--- Extracted data ---
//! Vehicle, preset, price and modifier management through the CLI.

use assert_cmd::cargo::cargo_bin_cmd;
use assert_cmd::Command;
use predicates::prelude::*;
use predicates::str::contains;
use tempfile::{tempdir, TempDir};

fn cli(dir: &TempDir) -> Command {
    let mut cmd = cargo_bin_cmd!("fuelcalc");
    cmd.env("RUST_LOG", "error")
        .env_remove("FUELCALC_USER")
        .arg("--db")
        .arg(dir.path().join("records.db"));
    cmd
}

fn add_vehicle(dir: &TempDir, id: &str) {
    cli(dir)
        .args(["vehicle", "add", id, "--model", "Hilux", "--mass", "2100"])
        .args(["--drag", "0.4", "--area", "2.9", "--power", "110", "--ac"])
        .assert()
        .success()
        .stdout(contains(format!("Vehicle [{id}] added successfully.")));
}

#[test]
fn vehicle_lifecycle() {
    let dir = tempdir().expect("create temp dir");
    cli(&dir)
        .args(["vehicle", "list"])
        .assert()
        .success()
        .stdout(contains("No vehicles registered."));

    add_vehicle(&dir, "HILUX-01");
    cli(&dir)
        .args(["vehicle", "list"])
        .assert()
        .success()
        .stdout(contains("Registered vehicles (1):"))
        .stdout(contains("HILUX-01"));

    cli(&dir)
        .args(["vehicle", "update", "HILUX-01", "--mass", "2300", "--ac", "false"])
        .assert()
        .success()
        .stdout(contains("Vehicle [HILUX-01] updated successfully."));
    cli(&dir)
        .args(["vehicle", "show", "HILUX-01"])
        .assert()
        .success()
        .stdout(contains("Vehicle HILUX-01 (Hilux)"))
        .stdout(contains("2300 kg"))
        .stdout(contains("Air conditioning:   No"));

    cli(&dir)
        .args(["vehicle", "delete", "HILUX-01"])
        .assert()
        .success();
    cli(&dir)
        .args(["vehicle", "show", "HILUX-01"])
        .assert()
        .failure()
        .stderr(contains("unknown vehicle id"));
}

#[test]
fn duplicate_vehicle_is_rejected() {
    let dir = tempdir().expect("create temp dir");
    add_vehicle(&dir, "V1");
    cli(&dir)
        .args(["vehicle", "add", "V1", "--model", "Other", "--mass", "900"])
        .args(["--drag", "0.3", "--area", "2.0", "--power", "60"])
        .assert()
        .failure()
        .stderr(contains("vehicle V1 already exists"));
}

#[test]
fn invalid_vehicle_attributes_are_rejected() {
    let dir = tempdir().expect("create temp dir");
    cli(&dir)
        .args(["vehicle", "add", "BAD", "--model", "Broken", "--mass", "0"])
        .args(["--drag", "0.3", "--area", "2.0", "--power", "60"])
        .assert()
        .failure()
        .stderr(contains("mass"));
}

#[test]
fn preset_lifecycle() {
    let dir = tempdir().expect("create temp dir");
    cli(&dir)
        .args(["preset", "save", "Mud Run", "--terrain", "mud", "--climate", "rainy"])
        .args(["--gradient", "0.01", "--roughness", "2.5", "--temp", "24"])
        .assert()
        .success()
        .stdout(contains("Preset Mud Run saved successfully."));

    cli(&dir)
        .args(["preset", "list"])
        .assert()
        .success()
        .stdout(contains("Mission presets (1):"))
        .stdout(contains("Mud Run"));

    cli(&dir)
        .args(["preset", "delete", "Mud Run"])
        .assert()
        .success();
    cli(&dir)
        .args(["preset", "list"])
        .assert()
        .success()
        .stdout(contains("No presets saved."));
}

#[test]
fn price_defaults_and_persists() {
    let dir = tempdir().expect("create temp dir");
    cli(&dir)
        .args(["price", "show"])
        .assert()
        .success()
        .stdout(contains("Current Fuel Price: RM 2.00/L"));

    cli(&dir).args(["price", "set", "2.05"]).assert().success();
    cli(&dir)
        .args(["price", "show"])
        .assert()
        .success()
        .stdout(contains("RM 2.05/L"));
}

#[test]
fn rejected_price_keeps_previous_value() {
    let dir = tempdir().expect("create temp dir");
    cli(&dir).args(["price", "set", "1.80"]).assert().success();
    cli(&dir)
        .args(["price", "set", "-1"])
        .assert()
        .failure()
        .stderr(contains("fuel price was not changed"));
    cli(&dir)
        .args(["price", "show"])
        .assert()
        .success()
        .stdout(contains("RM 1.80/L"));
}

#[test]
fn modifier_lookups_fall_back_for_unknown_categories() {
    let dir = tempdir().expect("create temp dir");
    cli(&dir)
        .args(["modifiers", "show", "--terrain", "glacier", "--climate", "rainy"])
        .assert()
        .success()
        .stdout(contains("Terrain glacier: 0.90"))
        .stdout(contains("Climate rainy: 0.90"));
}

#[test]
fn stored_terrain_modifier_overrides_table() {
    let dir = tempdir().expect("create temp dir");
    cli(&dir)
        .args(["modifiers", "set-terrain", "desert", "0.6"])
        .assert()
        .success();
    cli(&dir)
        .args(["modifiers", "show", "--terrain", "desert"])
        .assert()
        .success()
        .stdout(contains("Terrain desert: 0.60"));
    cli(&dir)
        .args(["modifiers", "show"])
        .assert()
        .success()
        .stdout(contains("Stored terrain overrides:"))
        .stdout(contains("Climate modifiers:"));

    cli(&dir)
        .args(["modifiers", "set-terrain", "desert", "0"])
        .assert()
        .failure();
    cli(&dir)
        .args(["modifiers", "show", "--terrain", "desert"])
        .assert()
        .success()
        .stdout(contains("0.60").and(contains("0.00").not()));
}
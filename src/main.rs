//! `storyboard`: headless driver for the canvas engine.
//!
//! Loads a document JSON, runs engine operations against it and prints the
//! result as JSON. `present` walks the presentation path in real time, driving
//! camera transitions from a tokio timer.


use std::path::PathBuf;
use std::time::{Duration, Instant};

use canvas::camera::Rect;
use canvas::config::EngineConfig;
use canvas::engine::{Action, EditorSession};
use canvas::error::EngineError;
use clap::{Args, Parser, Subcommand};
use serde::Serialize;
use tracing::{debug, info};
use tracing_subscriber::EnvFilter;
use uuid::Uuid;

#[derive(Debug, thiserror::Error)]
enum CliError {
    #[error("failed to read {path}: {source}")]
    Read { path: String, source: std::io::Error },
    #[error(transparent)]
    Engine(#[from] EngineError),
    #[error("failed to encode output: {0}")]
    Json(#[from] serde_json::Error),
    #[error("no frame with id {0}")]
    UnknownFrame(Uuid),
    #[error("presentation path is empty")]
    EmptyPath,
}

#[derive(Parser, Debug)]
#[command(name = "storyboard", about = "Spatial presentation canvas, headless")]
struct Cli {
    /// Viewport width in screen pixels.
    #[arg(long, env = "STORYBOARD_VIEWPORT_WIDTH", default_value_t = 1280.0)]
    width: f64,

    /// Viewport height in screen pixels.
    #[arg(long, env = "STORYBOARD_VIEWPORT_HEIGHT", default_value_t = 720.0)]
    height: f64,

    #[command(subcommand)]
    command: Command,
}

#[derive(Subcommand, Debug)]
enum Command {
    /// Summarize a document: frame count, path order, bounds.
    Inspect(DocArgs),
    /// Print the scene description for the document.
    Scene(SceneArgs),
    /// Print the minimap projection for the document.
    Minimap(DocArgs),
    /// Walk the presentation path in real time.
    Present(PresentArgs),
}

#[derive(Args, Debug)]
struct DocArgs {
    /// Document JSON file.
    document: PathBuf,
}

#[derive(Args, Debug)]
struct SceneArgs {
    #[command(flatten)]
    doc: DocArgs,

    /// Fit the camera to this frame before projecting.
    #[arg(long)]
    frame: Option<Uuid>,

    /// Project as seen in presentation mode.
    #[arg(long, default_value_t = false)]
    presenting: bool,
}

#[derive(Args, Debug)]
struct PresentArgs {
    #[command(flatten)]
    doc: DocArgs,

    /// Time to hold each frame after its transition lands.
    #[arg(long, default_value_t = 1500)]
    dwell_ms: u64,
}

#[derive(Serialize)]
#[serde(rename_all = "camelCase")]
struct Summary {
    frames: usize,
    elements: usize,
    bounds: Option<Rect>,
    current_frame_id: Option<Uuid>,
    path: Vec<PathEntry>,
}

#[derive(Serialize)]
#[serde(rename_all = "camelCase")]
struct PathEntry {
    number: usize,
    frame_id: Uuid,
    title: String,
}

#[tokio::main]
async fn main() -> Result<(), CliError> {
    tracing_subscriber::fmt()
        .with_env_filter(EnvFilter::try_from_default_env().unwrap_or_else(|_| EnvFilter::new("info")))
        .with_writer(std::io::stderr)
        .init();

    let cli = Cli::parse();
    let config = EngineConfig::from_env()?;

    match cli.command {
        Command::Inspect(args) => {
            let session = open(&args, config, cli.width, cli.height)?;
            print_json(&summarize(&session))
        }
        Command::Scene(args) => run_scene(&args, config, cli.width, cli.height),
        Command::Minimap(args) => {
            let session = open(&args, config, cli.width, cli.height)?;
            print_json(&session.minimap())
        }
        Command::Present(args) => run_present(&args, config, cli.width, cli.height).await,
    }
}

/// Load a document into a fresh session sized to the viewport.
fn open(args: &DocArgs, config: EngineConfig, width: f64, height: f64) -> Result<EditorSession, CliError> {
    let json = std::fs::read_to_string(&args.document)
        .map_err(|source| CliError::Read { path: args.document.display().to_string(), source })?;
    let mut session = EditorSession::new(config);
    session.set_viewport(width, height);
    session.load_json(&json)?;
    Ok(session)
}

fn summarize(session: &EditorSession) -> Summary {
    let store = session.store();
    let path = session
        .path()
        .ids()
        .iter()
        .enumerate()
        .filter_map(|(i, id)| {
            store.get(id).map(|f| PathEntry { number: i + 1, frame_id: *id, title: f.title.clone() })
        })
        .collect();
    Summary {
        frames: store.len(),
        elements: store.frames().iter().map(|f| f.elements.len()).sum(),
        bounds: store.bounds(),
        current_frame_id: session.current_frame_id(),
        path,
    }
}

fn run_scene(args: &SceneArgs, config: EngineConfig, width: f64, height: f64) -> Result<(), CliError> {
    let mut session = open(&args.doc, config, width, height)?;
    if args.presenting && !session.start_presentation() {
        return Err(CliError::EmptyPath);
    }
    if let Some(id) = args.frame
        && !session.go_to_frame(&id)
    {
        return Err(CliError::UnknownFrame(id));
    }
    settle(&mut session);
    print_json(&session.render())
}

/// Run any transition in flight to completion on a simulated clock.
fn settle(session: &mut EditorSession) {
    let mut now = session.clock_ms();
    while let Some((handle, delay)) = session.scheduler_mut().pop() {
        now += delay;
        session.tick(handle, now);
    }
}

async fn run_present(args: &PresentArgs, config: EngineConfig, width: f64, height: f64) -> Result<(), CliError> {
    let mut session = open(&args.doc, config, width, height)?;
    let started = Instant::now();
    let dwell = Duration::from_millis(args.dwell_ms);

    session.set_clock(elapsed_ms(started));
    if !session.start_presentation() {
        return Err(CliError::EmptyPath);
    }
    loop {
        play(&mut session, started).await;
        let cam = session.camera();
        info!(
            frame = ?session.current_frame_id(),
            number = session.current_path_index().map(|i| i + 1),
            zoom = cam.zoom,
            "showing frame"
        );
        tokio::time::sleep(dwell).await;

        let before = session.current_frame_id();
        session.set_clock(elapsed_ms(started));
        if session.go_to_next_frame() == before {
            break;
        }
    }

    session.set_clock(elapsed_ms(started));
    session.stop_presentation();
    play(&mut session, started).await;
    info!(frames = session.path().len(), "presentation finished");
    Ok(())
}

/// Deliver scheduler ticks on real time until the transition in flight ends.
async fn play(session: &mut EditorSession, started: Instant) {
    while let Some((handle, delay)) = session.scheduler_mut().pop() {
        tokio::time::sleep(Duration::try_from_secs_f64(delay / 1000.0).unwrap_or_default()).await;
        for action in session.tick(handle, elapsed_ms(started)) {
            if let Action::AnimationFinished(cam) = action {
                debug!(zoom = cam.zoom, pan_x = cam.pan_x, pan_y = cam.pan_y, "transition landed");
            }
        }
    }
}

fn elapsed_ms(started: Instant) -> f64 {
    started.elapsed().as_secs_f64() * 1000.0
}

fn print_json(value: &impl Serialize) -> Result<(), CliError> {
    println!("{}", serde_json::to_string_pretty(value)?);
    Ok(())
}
---
▸ Exercise
Count the lines in the records above that hold the word "struct", and give only that number.

▸ Problem solution
6